Top of Exercise data

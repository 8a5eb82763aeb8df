use axum::{
    extract::{Path, Query, State},
    routing::get,
    Json, Router,
};
use tracing::instrument;
use uuid::Uuid;

use super::dto::{PublicProfile, UserSearchFilter};
use super::repo::User;
use crate::auth::AuthUser;
use crate::error::ApiError;
use crate::state::AppState;

pub fn user_routes() -> Router<AppState> {
    Router::new()
        .route("/users/search", get(search_users))
        .route("/users/:id", get(get_public_profile))
}

/// Candidates for swap initiation. The caller is not excluded here; the
/// self-swap rule is enforced when the request is created.
#[instrument(skip(state))]
pub async fn search_users(
    State(state): State<AppState>,
    AuthUser(_caller): AuthUser,
    Query(filter): Query<UserSearchFilter>,
) -> Result<Json<Vec<PublicProfile>>, ApiError> {
    let filter = filter.normalized();
    let users = User::search_public(&state.db, &filter).await?;
    Ok(Json(users.into_iter().map(PublicProfile::from).collect()))
}

/// Private profiles answer exactly like absent ones so that existence is
/// not leaked.
#[instrument(skip(state))]
pub async fn get_public_profile(
    State(state): State<AppState>,
    AuthUser(_caller): AuthUser,
    Path(id): Path<Uuid>,
) -> Result<Json<PublicProfile>, ApiError> {
    match User::find_by_id(&state.db, id).await? {
        Some(user) if user.is_public => Ok(Json(PublicProfile::from(user))),
        _ => Err(ApiError::not_found("User not found")),
    }
}
use std::time::Duration;

use axum::{
    async_trait,
    extract::{FromRef, FromRequestParts},
    http::request::Parts,
};
use jsonwebtoken::{decode, encode, DecodingKey, EncodingKey, Header, Validation};
use serde::{Deserialize, Serialize};
use time::{Duration as TimeDuration, OffsetDateTime};
use tracing::{debug, warn};
use uuid::Uuid;

use crate::config::JwtConfig;
use crate::error::ApiError;
use crate::state::AppState;

#[derive(Debug, Serialize, Deserialize, Clone, Copy, PartialEq, Eq)]
#[serde(rename_all = "lowercase")]
pub enum TokenKind {
    Access,
    Refresh,
}

#[derive(Debug, Serialize, Deserialize, Clone)]
pub struct Claims {
    pub sub: Uuid,
    pub exp: usize,
    pub iat: usize,
    pub iss: String,
    pub aud: String,
    pub kind: TokenKind,
}

#[derive(Clone)]
pub struct JwtKeys {
    pub encoding: EncodingKey,
    pub decoding: DecodingKey,
    pub issuer: String,
    pub audience: String,
    pub access_ttl: Duration,
    pub refresh_ttl: Duration,
}

impl JwtKeys {
    pub fn from_config(cfg: &JwtConfig) -> Self {
        Self {
            encoding: EncodingKey::from_secret(cfg.secret.as_bytes()),
            decoding: DecodingKey::from_secret(cfg.secret.as_bytes()),
            issuer: cfg.issuer.clone(),
            audience: cfg.audience.clone(),
            access_ttl: Duration::from_secs((cfg.ttl_minutes as u64) * 60),
            refresh_ttl: Duration::from_secs((cfg.refresh_ttl_minutes as u64) * 60),
        }
    }

    fn sign_with_kind(&self, user_id: Uuid, kind: TokenKind) -> anyhow::Result<String> {
        let now = OffsetDateTime::now_utc();
        let ttl = match kind {
            TokenKind::Access => self.access_ttl,
            TokenKind::Refresh => self.refresh_ttl,
        };
        let exp = now + TimeDuration::seconds(ttl.as_secs() as i64);
        let claims = Claims {
            sub: user_id,
            iat: now.unix_timestamp() as usize,
            exp: exp.unix_timestamp() as usize,
            iss: self.issuer.clone(),
            aud: self.audience.clone(),
            kind,
        };
        let token = encode(&Header::default(), &claims, &self.encoding)?;
        debug!(user_id = %user_id, kind = ?kind, "jwt signed");
        Ok(token)
    }

    pub fn sign_access(&self, user_id: Uuid) -> anyhow::Result<String> {
        self.sign_with_kind(user_id, TokenKind::Access)
    }
    pub fn sign_refresh(&self, user_id: Uuid) -> anyhow::Result<String> {
        self.sign_with_kind(user_id, TokenKind::Refresh)
    }

    pub fn verify(&self, token: &str) -> anyhow::Result<Claims> {
        let mut validation = Validation::default();
        validation.set_audience(std::slice::from_ref(&self.audience));
        validation.set_issuer(std::slice::from_ref(&self.issuer));
        let data = decode::<Claims>(token, &self.decoding, &validation)?;
        debug!(user_id = %data.claims.sub, kind = ?data.claims.kind, "jwt verified");
        Ok(data.claims)
    }

    pub fn verify_refresh(&self, token: &str) -> anyhow::Result<Claims> {
        let claims = self.verify(token)?;
        if claims.kind != TokenKind::Refresh {
            anyhow::bail!("not a refresh token");
        }
        Ok(claims)
    }
}

impl FromRef<AppState> for JwtKeys {
    fn from_ref(state: &AppState) -> Self {
        Self::from_config(&state.config.jwt)
    }
}

/// Caller identity resolved from a Bearer access token. Every engine route
/// receives the acting user through this extractor.
pub struct AuthUser(pub Uuid);

#[async_trait]
impl<S> FromRequestParts<S> for AuthUser
where
    S: Send + Sync,
    JwtKeys: FromRef<S>,
{
    type Rejection = ApiError;

    async fn from_request_parts(parts: &mut Parts, state: &S) -> Result<Self, Self::Rejection> {
        let keys = JwtKeys::from_ref(state);
        let auth_header = parts
            .headers
            .get(axum::http::header::AUTHORIZATION)
            .and_then(|v| v.to_str().ok())
            .ok_or_else(|| ApiError::unauthorized("Missing Authorization header"))?;

        let token = auth_header
            .strip_prefix("Bearer ")
            .ok_or_else(|| ApiError::unauthorized("Invalid Authorization header"))?;

        let claims = match keys.verify(token) {
            Ok(c) => c,
            Err(_) => {
                warn!("invalid or expired token");
                return Err(ApiError::unauthorized("Invalid or expired token"));
            }
        };

        if claims.kind != TokenKind::Access {
            return Err(ApiError::unauthorized("Access token required"));
        }

        Ok(AuthUser(claims.sub))
    }
}

#[cfg(test)]
mod tests {
    use super::*;

    fn make_keys(secret: &str, issuer: &str, audience: &str) -> JwtKeys {
        JwtKeys::from_config(&JwtConfig {
            secret: secret.into(),
            issuer: issuer.into(),
            audience: audience.into(),
            ttl_minutes: 5,
            refresh_ttl_minutes: 60,
        })
    }

    #[test]
    fn sign_and_verify_access_token() {
        let keys = make_keys("dev-secret", "test-issuer", "test-aud");
        let user_id = Uuid::new_v4();
        let token = keys.sign_access(user_id).expect("sign access");
        let claims = keys.verify(&token).expect("verify token");
        assert_eq!(claims.sub, user_id);
        assert_eq!(claims.iss, "test-issuer");
        assert_eq!(claims.aud, "test-aud");
        assert_eq!(claims.kind, TokenKind::Access);
    }

    #[test]
    fn verify_refresh_rejects_access_token() {
        let keys = make_keys("dev-secret", "iss", "aud");
        let token = keys.sign_access(Uuid::new_v4()).expect("sign access");
        let err = keys.verify_refresh(&token).unwrap_err();
        assert!(err.to_string().contains("not a refresh token"));
    }

    #[test]
    fn verify_rejects_wrong_issuer_or_audience() {
        let good_keys = make_keys("same-secret", "good-iss", "good-aud");
        let bad_keys = make_keys("same-secret", "bad-iss", "bad-aud");
        let token = good_keys.sign_access(Uuid::new_v4()).expect("sign access");
        assert!(bad_keys.verify(&token).is_err());
    }
}
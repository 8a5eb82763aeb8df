use serde::{Deserialize, Serialize};
use sqlx::{FromRow, PgPool};
use time::OffsetDateTime;
use uuid::Uuid;

use super::dto::UserSearchFilter;
use crate::auth::dto::UpdateProfileRequest;
use crate::error::ApiError;

const USER_COLUMNS: &str = "id, username, email, password_hash, first_name, last_name, bio, \
     location, availability, is_public, skills_offered, skills_wanted, banned, is_admin, \
     created_at";

/// User record in the database. The password hash is opaque to the engine
/// and never serialized.
#[derive(Debug, Clone, Serialize, Deserialize, FromRow)]
pub struct User {
    pub id: Uuid,
    pub username: String,
    pub email: String,
    #[serde(skip_serializing)]
    pub password_hash: String,
    pub first_name: String,
    pub last_name: String,
    pub bio: String,
    pub location: String,
    pub availability: String,
    pub is_public: bool,
    pub skills_offered: Vec<String>,
    pub skills_wanted: Vec<String>,
    pub banned: bool,
    pub is_admin: bool,
    #[serde(with = "time::serde::rfc3339")]
    pub created_at: OffsetDateTime,
}

pub struct NewUser<'a> {
    pub username: &'a str,
    pub email: &'a str,
    pub password_hash: &'a str,
    pub first_name: &'a str,
    pub last_name: &'a str,
    pub bio: &'a str,
    pub location: &'a str,
    pub availability: &'a str,
    pub is_public: bool,
    pub skills_offered: &'a [String],
    pub skills_wanted: &'a [String],
}

impl User {
    pub async fn find_by_id(db: &PgPool, id: Uuid) -> sqlx::Result<Option<User>> {
        let sql = format!("SELECT {USER_COLUMNS} FROM users WHERE id = $1");
        sqlx::query_as::<_, User>(&sql)
            .bind(id)
            .fetch_optional(db)
            .await
    }

    pub async fn find_by_username(db: &PgPool, username: &str) -> sqlx::Result<Option<User>> {
        let sql = format!("SELECT {USER_COLUMNS} FROM users WHERE username = $1");
        sqlx::query_as::<_, User>(&sql)
            .bind(username)
            .fetch_optional(db)
            .await
    }

    pub async fn create(db: &PgPool, new: &NewUser<'_>) -> sqlx::Result<User> {
        let sql = format!(
            "INSERT INTO users (username, email, password_hash, first_name, last_name, bio, \
             location, availability, is_public, skills_offered, skills_wanted) \
             VALUES ($1, $2, $3, $4, $5, $6, $7, $8, $9, $10, $11) \
             RETURNING {USER_COLUMNS}"
        );
        sqlx::query_as::<_, User>(&sql)
            .bind(new.username)
            .bind(new.email)
            .bind(new.password_hash)
            .bind(new.first_name)
            .bind(new.last_name)
            .bind(new.bio)
            .bind(new.location)
            .bind(new.availability)
            .bind(new.is_public)
            .bind(new.skills_offered)
            .bind(new.skills_wanted)
            .fetch_one(db)
            .await
    }

    /// Partial profile update; absent fields keep their current value.
    pub async fn update_profile(
        db: &PgPool,
        id: Uuid,
        update: &UpdateProfileRequest,
    ) -> sqlx::Result<Option<User>> {
        let sql = format!(
            "UPDATE users SET \
             first_name = COALESCE($2, first_name), \
             last_name = COALESCE($3, last_name), \
             bio = COALESCE($4, bio), \
             location = COALESCE($5, location), \
             availability = COALESCE($6, availability), \
             is_public = COALESCE($7, is_public), \
             skills_offered = COALESCE($8, skills_offered), \
             skills_wanted = COALESCE($9, skills_wanted) \
             WHERE id = $1 \
             RETURNING {USER_COLUMNS}"
        );
        sqlx::query_as::<_, User>(&sql)
            .bind(id)
            .bind(update.first_name.as_deref())
            .bind(update.last_name.as_deref())
            .bind(update.bio.as_deref())
            .bind(update.location.as_deref())
            .bind(update.availability.as_deref())
            .bind(update.is_public)
            .bind(update.skills_offered.as_deref())
            .bind(update.skills_wanted.as_deref())
            .fetch_optional(db)
            .await
    }

    /// Public, non-banned users matching the filter, in insertion order.
    /// The skill term matches offered and wanted labels alike; the offered
    /// and wanted terms scope to one list each.
    pub async fn search_public(db: &PgPool, filter: &UserSearchFilter) -> sqlx::Result<Vec<User>> {
        let sql = format!(
            "SELECT {USER_COLUMNS} FROM users \
             WHERE is_public AND NOT banned \
               AND ($1::text IS NULL \
                    OR EXISTS (SELECT 1 FROM unnest(skills_offered) s WHERE s ILIKE '%' || $1 || '%') \
                    OR EXISTS (SELECT 1 FROM unnest(skills_wanted) s WHERE s ILIKE '%' || $1 || '%')) \
               AND ($2::text IS NULL \
                    OR EXISTS (SELECT 1 FROM unnest(skills_offered) s WHERE s ILIKE '%' || $2 || '%')) \
               AND ($3::text IS NULL \
                    OR EXISTS (SELECT 1 FROM unnest(skills_wanted) s WHERE s ILIKE '%' || $3 || '%')) \
               AND ($4::text IS NULL OR availability ILIKE '%' || $4 || '%') \
               AND ($5::text IS NULL OR location ILIKE '%' || $5 || '%') \
             ORDER BY seq"
        );
        sqlx::query_as::<_, User>(&sql)
            .bind(filter.skill.as_deref())
            .bind(filter.offered.as_deref())
            .bind(filter.wanted.as_deref())
            .bind(filter.availability.as_deref())
            .bind(filter.location.as_deref())
            .fetch_all(db)
            .await
    }

    /// Moderation view: every user, banned and private included.
    pub async fn list_all(db: &PgPool) -> sqlx::Result<Vec<User>> {
        let sql = format!("SELECT {USER_COLUMNS} FROM users ORDER BY seq");
        sqlx::query_as::<_, User>(&sql).fetch_all(db).await
    }

    pub async fn set_banned(db: &PgPool, id: Uuid, banned: bool) -> sqlx::Result<Option<User>> {
        let sql = format!("UPDATE users SET banned = $2 WHERE id = $1 RETURNING {USER_COLUMNS}");
        sqlx::query_as::<_, User>(&sql)
            .bind(id)
            .bind(banned)
            .fetch_optional(db)
            .await
    }

    /// Resolve the authenticated caller to a user row. A valid token for a
    /// row that no longer exists is treated as an authentication failure.
    pub async fn caller(db: &PgPool, id: Uuid) -> Result<User, ApiError> {
        Self::find_by_id(db, id)
            .await?
            .ok_or_else(|| ApiError::unauthorized("Unknown user"))
    }
}
use axum::Router;

use crate::state::AppState;

pub mod dto;
pub mod handlers;
pub mod repo;

pub fn router() -> Router<AppState> {
    handlers::skill_routes()
}
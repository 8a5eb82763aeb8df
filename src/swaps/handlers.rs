use axum::{
    extract::{Path, State},
    http::StatusCode,
    routing::{delete, get, post},
    Json, Router,
};
use tracing::instrument;
use uuid::Uuid;

use super::dto::{CreateSwapBody, FeedbackBody, SwapView};
use super::services;
use crate::auth::AuthUser;
use crate::error::ApiError;
use crate::state::AppState;

pub fn swap_routes() -> Router<AppState> {
    Router::new()
        .route("/swap-requests", get(list_swaps).post(create_swap))
        .route("/swap-requests/:id", delete(withdraw_swap))
        .route("/swap-requests/:id/accept", post(accept_swap))
        .route("/swap-requests/:id/reject", post(reject_swap))
        .route("/swap-requests/:id/feedback", post(leave_feedback))
}

#[instrument(skip(state, body))]
pub async fn create_swap(
    State(state): State<AppState>,
    AuthUser(caller): AuthUser,
    Json(body): Json<CreateSwapBody>,
) -> Result<(StatusCode, Json<SwapView>), ApiError> {
    let view = services::create_request(&state.db, caller, &body).await?;
    Ok((StatusCode::CREATED, Json(view)))
}

#[instrument(skip(state))]
pub async fn list_swaps(
    State(state): State<AppState>,
    AuthUser(caller): AuthUser,
) -> Result<Json<Vec<SwapView>>, ApiError> {
    Ok(Json(services::list_for_user(&state.db, caller).await?))
}

#[instrument(skip(state))]
pub async fn withdraw_swap(
    State(state): State<AppState>,
    AuthUser(caller): AuthUser,
    Path(id): Path<Uuid>,
) -> Result<StatusCode, ApiError> {
    services::withdraw_request(&state.db, caller, id).await?;
    Ok(StatusCode::NO_CONTENT)
}

#[instrument(skip(state))]
pub async fn accept_swap(
    State(state): State<AppState>,
    AuthUser(caller): AuthUser,
    Path(id): Path<Uuid>,
) -> Result<Json<SwapView>, ApiError> {
    Ok(Json(services::accept_request(&state.db, caller, id).await?))
}

#[instrument(skip(state))]
pub async fn reject_swap(
    State(state): State<AppState>,
    AuthUser(caller): AuthUser,
    Path(id): Path<Uuid>,
) -> Result<Json<SwapView>, ApiError> {
    Ok(Json(services::reject_request(&state.db, caller, id).await?))
}

#[instrument(skip(state, body))]
pub async fn leave_feedback(
    State(state): State<AppState>,
    AuthUser(caller): AuthUser,
    Path(id): Path<Uuid>,
    Json(body): Json<FeedbackBody>,
) -> Result<Json<SwapView>, ApiError> {
    Ok(Json(
        services::complete_request(&state.db, caller, id, &body).await?,
    ))
}
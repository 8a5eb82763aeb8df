use axum::Router;

use crate::state::AppState;

pub mod handlers;

pub fn router() -> Router<AppState> {
    handlers::admin_routes()
}
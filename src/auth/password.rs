use argon2::{password_hash::SaltString, Argon2, PasswordHash, PasswordHasher, PasswordVerifier};
use lazy_static::lazy_static;
use rand::rngs::OsRng;
use regex::Regex;
use tracing::error;

pub(crate) fn is_valid_email(email: &str) -> bool {
    lazy_static! {
        static ref EMAIL_RE: Regex = Regex::new(r"^[^@\s]+@[^@\s]+\.[^@\s]+$").unwrap();
    }
    EMAIL_RE.is_match(email)
}

pub fn hash_password(plain: &str) -> anyhow::Result<String> {
    let salt = SaltString::generate(&mut OsRng);
    let argon2 = Argon2::default();
    let hash = argon2
        .hash_password(plain.as_bytes(), &salt)
        .map_err(|e| {
            error!(error = %e, "argon2 hash_password error");
            anyhow::anyhow!(e.to_string())
        })?
        .to_string();
    Ok(hash)
}

pub fn verify_password(plain: &str, hash: &str) -> anyhow::Result<bool> {
    let parsed = PasswordHash::new(hash).map_err(|e| {
        error!(error = %e, "argon2 parse hash error");
        anyhow::anyhow!(e.to_string())
    })?;
    Ok(Argon2::default()
        .verify_password(plain.as_bytes(), &parsed)
        .is_ok())
}

#[cfg(test)]
mod tests {
    use super::*;

    #[test]
    fn hash_and_verify_roundtrip() {
        let password = "Secur3P@ssw0rd!";
        let hash = hash_password(password).expect("hashing should succeed");
        assert!(verify_password(password, &hash).expect("verify should succeed"));
    }

    #[test]
    fn verify_rejects_wrong_password() {
        let password = "correct-horse-battery-staple";
        let hash = hash_password(password).expect("hashing should succeed");
        assert!(!verify_password("wrong-password", &hash).expect("verify should not error"));
    }

    #[test]
    fn verify_errors_on_malformed_hash() {
        assert!(verify_password("anything", "not-a-valid-hash").is_err());
    }

    #[test]
    fn email_validation() {
        assert!(is_valid_email("maria@example.com"));
        assert!(!is_valid_email("not-an-email"));
        assert!(!is_valid_email("two@at@signs.com"));
        assert!(!is_valid_email("spaces in@example.com"));
    }
}
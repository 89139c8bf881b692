use crate::detect::AvailabilityState;

/// What a notifier is asked to announce.
#[derive(Debug, Clone, PartialEq, Eq)]
pub enum NotificationEvent {
    Success,
    Error(Option<String>),
}

/// Remembers the last observed availability and turns changes into
/// notifications.
///
/// Only the kind of state matters: two consecutive `Unavailable` states
/// with different reasons do not notify twice.
#[derive(Debug, Default)]
pub struct StateTracker {
    last_status: AvailabilityState,
}

impl StateTracker {
    pub fn new() -> Self {
        Self::default()
    }

    pub fn last_status(&self) -> &AvailabilityState {
        &self.last_status
    }

    /// Records `new_state` and returns the event to announce, if its kind
    /// differs from the previous one.
    ///
    /// `Unknown` is only the starting point: observing it changes nothing.
    pub fn observe(&mut self, new_state: AvailabilityState) -> Option<NotificationEvent> {
        if new_state == AvailabilityState::Unknown {
            return None;
        }
        if new_state.same_kind(&self.last_status) {
            self.last_status = new_state;
            return None;
        }

        let event = match &new_state {
            AvailabilityState::Unavailable(reason) => NotificationEvent::Error(Some(reason.clone())),
            AvailabilityState::Available | AvailabilityState::Unknown => NotificationEvent::Success,
        };
        self.last_status = new_state;
        Some(event)
    }
}
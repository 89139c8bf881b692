use clap::Parser;
use log::{debug, error, info};
use tokio_util::sync::CancellationToken;
use url::Url;

use ojala::config::locate_file;
use ojala::notify::Notifier;
use ojala::{Args, Config, TARGET_URL, Worker};

#[tokio::main]
async fn main() -> Result<(), ojala::Error> {
    let args = Args::parse();
    let config_file = locate_file(args.config.as_deref());
    let config = Config::load(&args, config_file.as_deref())?;

    env_logger::init_from_env(env_logger::Env::default().default_filter_or(config.log_filter()));
    match &config_file {
        Some(path) => info!("Loaded configuration from {}", path.display()),
        None => info!("No configuration file found, using defaults"),
    }
    debug!("Resolved configuration: {config:?}");

    let url = Url::parse(TARGET_URL)?;
    let notifier = Notifier::from_config(&config, &url)?;
    let worker = Worker::new(url, &config, notifier)?;

    let token = CancellationToken::new();
    let signal_token = token.clone();
    tokio::spawn(async move {
        if let Err(e) = tokio::signal::ctrl_c().await {
            error!("Could not listen for Ctrl+C: {e}");
            return;
        }
        println!("Stopping program...");
        signal_token.cancel();
    });

    println!("Stalking website... Press Ctrl+C to stop it.");
    worker.run(token).await;
    println!("Goodbye!");

    Ok(())
}
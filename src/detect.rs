use log::debug;
use scraper::{Html, Selector};
use std::mem::discriminant;
use std::time::Duration;

use crate::error::{Error, Result};
use crate::fetch::PollResult;

/// The booking form only renders this dropdown when appointments can be
/// requested.
const DROPDOWN_SELECTOR: &str = r#"select[id="form"][name="form"]"#;

pub const DROPDOWN_MISSING: &str = "The dropdown-button could not be found.";
pub const EMPTY_BODY: &str = "The page could not be parsed: the response body is empty.";

/// Classification of the watched page.
#[derive(Debug, Clone, PartialEq, Eq, Default)]
pub enum AvailabilityState {
    /// No poll has completed yet.
    #[default]
    Unknown,
    Available,
    Unavailable(String),
}

impl AvailabilityState {
    /// Whether both states are the same variant, ignoring the reason text.
    pub fn same_kind(&self, other: &Self) -> bool {
        discriminant(self) == discriminant(other)
    }
}

/// Classifies polls. Holds the dropdown selector so it is built once per run.
#[derive(Debug)]
pub struct Detector {
    dropdown: Selector,
}

impl Detector {
    /// # Errors
    ///
    /// Fails if the dropdown selector does not compile.
    pub fn new() -> Result<Self> {
        let dropdown =
            Selector::parse(DROPDOWN_SELECTOR).map_err(|e| Error::Selector(e.to_string()))?;
        Ok(Self { dropdown })
    }

    /// Classifies a poll. `elapsed` is how long the request took and only
    /// shows up in the timeout reason.
    pub fn classify(&self, result: &PollResult, elapsed: Duration) -> AvailabilityState {
        match result {
            PollResult::Timeout => AvailabilityState::Unavailable(format!(
                "The request timed out ({:.2}s).",
                elapsed.as_secs_f64()
            )),
            PollResult::HttpError(status) => AvailabilityState::Unavailable(format!(
                "The website returned the HTTP code {status}."
            )),
            PollResult::Success(body) => self.detect(body),
        }
    }

    /// Looks for the appointment dropdown in a 2xx body.
    ///
    /// html5ever recovers from any malformed markup, so the only body that
    /// cannot be parsed into a page is one with no markup at all.
    pub fn detect(&self, body: &str) -> AvailabilityState {
        if body.trim().is_empty() {
            return AvailabilityState::Unavailable(EMPTY_BODY.to_string());
        }

        let document = Html::parse_document(body);
        if !document.errors.is_empty() {
            debug!("Parsed page with {} markup errors", document.errors.len());
        }

        if document.select(&self.dropdown).next().is_some() {
            AvailabilityState::Available
        } else {
            AvailabilityState::Unavailable(DROPDOWN_MISSING.to_string())
        }
    }
}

Bottom of Exercise data

_Work to be completed_
One number only, please: the count of lines in the data that hold the word "decode".

_Solution to this exercise_
2